The colored region is the previously known galactic disk. The new research has extended its limits much farther away: there is a probability 99.7% or 95.4% respectively that there are disk stars in the regions outside the dashed/dotted circles. Yellow dot is the position of the sun. Background Milky Way image from "A Roadmap to the Milky Way."R. Hurt / SSC-Caltech, NASA/JPL-Caltech

For many years, astronomers believed the Milky Way's disk spanned about 100,000 light-years. Then in 2015, researchers showed that a distance of 150,000 light-years was closer to the mark.

To arrive at the new number, researchers at the Canary Islands Institute of Astrophysics and the National Astronomical Observatories of Beijing turned to a pair of star atlases and studied the chemical composition of thousands of stars in the outermost parts of the galactic plane — the plane that extends through the center of the disk. The researchers used a statistical analysis to determine that the far-flung stars are chemically similar to the stars in the galactic disk and thus should be considered part of it.

"We were able to confirm that some stars of the outermost regions in the plane belong to the disk," Martin Lopez-Corredoira, a researcher at the institute and the first author of the article describing the research, told NBC News MACH in an email.

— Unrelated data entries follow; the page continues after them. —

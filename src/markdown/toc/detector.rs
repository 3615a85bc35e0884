use lazy_static::lazy_static;
use log::debug;
use regex::Regex;

use crate::config::TocConfig;
use crate::markdown::types::LineEnding;
use crate::markdown::utils::similarity::{dice_similarity, prefix_ratio};
use crate::markdown::utils::text::normalize_line_endings;

/// A list block on the line before this phrase is never treated as a TOC
pub const NO_TOC_MARKER: &str = "no toc";

/// Candidates scoring above this are accepted
pub const SCORE_THRESHOLD: f64 = 0.5;

lazy_static! {
    static ref LIST_BLOCK_REGEX: Regex = Regex::new(
        r"(?m)^(?:[-+*]|[0-9]+[.)]) [^\r\n]*(?:\r?\n[ \t]*(?:[-+*]|[0-9]+[.)]) [^\r\n]*)*"
    ).unwrap();

    static ref MARKDOWN_LINK_REGEX: Regex = Regex::new(r"\[[^\]]*\]\([^)]*\)").unwrap();
}

/// A list block judged to be a TOC, as a byte span of the document text
#[derive(Debug, Clone, PartialEq, Eq)]
pub struct TocBlock {
    pub start: usize,
    pub end: usize,
    pub text: String,
}

/// Find the list blocks of `document` that are copies of `canonical_toc`, old or current
pub fn detect_toc_blocks(document: &str, canonical_toc: &str, config: &TocConfig) -> Vec<TocBlock> {
    if canonical_toc.is_empty() {
        return Vec::new();
    }

    let canonical = normalize_line_endings(canonical_toc, LineEnding::Lf);
    let mut blocks = Vec::new();

    for candidate in LIST_BLOCK_REGEX.find_iter(document) {
        let list_text = candidate.as_str();

        if preceding_line(document, candidate.start()).contains(NO_TOC_MARKER) {
            debug!("Skipping list at byte {}: opted out with '{}'", candidate.start(), NO_TOC_MARKER);
            continue;
        }

        let first_line = list_text.lines().next().unwrap_or("");
        if !looks_like_toc_entry(first_line, config.plaintext) {
            continue;
        }

        let score = score_candidate(&normalize_line_endings(list_text, LineEnding::Lf), &canonical);
        debug!("List at byte {} scored {:.3}", candidate.start(), score);

        if score > SCORE_THRESHOLD {
            blocks.push(TocBlock {
                start: candidate.start(),
                end: candidate.end(),
                text: list_text.to_string(),
            });
        }
    }

    blocks
}

/// Combined prefix and similarity score of a candidate against the canonical TOC
pub fn score_candidate(candidate: &str, canonical: &str) -> f64 {
    prefix_ratio(candidate, canonical) + dice_similarity(candidate, canonical)
}

/// Shape check on the first line of a candidate list.
///
/// A plaintext TOC has no links; a linked TOC starts with `- [Title](#anchor)`.
fn looks_like_toc_entry(first_line: &str, plaintext: bool) -> bool {
    if plaintext {
        !MARKDOWN_LINK_REGEX.is_match(first_line)
    } else {
        first_line.contains("](#")
            && first_line
                .split_whitespace()
                .nth(1)
                .map_or(false, |token| token.starts_with('['))
    }
}

/// The line before the one containing `offset`, or "" on the first line
fn preceding_line(document: &str, offset: usize) -> &str {
    let before = &document[..offset];
    let before = before.strip_suffix('\n').unwrap_or(before);
    if before.len() == offset {
        // offset is not at a line start
        return "";
    }
    let before = before.strip_suffix('\r').unwrap_or(before);
    match before.rfind('\n') {
        Some(pos) => &before[pos + 1..],
        None => before,
    }
}
use log::info;

use crate::cli::commands::{open_document, CommandContext};
use crate::cli::types::Commands;
use crate::config::TocConfig;
use crate::document::DocumentSource;
use crate::editor::{self, TocLens};
use crate::utils::error::BoxResult;

/// Handle the status command
pub fn handle_status_command(command: &Commands, context: &CommandContext) -> BoxResult<i32> {
    if let Commands::Status { file } = command {
        let (settings, toc_config) = context.load()?;
        let doc = open_document(file, &settings)?;

        let lines = status_lines(&doc, &toc_config);
        if lines.is_empty() {
            info!("No table of contents found in {}", file.display());
        }
        for line in lines {
            println!("{}", line);
        }
    }

    Ok(0)
}

/// One `<start line>-<end line>: <label>` line per TOC, lines 1-based
fn status_lines<D: DocumentSource + ?Sized>(doc: &D, toc_config: &TocConfig) -> Vec<String> {
    editor::toc_lenses(doc, toc_config)
        .iter()
        .map(|TocLens { range, label, .. }| format!("{}-{}: {}", range.start.line + 1, range.end.line + 1, label))
        .collect()
}

#[cfg(test)]
mod tests {
    use super::*;
    use crate::document::{TextDocument, MARKDOWN_LANGUAGE_ID};

    #[test]
    fn test_status_lines() {
        let text = "# A\n\n- [A](#a)\n  - [B](#b)\n\n## B\n\n- [A](#a)\n\n## C\n";
        let doc = TextDocument::new(text, MARKDOWN_LANGUAGE_ID);
        let lines = status_lines(&doc, &TocConfig::default());
        assert_eq!(
            lines,
            vec![
                "3-4: Table of Contents (out of date)".to_string(),
                "8-8: Table of Contents (out of date)".to_string(),
            ]
        );

        let doc = TextDocument::new("# A\n\n- [A](#a)\n", MARKDOWN_LANGUAGE_ID);
        assert_eq!(status_lines(&doc, &TocConfig::default()), vec!["3-3: Table of Contents (up to date)"]);
    }
}
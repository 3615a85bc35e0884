use crate::config::types::{IndentationMode, OrderedListMarker};

/// Default heading depth range
pub fn default_levels() -> String {
    "1..6".to_string()
}

/// Default ordered list flag
pub fn default_ordered_list() -> bool {
    false
}

/// Default bullet for unordered lists
pub fn default_unordered_list_marker() -> String {
    "-".to_string()
}

/// Default numbering style for ordered lists
pub fn default_ordered_list_marker() -> OrderedListMarker {
    OrderedListMarker::Ordered
}

/// Default plaintext flag (links are rendered)
pub fn default_plaintext() -> bool {
    false
}

/// Default update-on-save flag
pub fn default_update_on_save() -> bool {
    true
}

/// Default list indentation mode
pub fn default_indentation() -> IndentationMode {
    IndentationMode::Adaptive
}

/// Default editor tab size
pub fn default_tab_size() -> usize {
    4
}

/// Default to spaces rather than tabs
pub fn default_insert_spaces() -> bool {
    true
}

/// File extensions recognised as markdown documents
pub fn default_markdown_extensions() -> Vec<String> {
    vec![
        "md".to_string(),
        "markdown".to_string(),
        "mdown".to_string(),
        "mkd".to_string(),
        "mkdn".to_string(),
    ]
}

Image: Spiral galaxy NGC 6744
Spiral galaxy NGC 6744 (shown here) is believed to be similar in appearance to our own Milky Way Galaxy.Dan Goldman

The finding offers further confirmation of the disk's complex structure, Heidi Newberg, an astrophysicist at Rensselaer Polytechnic Institute and the leader of the research team that revised the size estimate of the Milky Way in 2015, told NBC News MACH in an email.

"We are still trying to understand the details of how galaxies form, how spiral structure is formed and sustained, and how elements...are created in stars and then transported through the cosmos so they can be incorporated into planets and life," Newberg said. "Information on the extent and detailed structure of the disk help answer these questions."

The research also gives a new sense of the sun's position within the Milky Way. Previously, it was thought that the sun orbits the center of our galaxy at about half the galactic radius. But now we know that some stars are more than three times that distance from the galaxy's center possibly more than four times that distance — so while the sun hasn't made any surprising moves, it's much closer to the center of the galaxy than we thought.

One thing that hasn't changed is the number of stars in the Milky Way. "Although we have increased the size of the galactic stellar disk, the number of stars and the total mass of the galaxy [are] not significantly affected because the outermost disk...has a very low density of stars," Lopez-Corredoira said in the email.

Astronomers believe the Milky Way contains about 200 billion stars.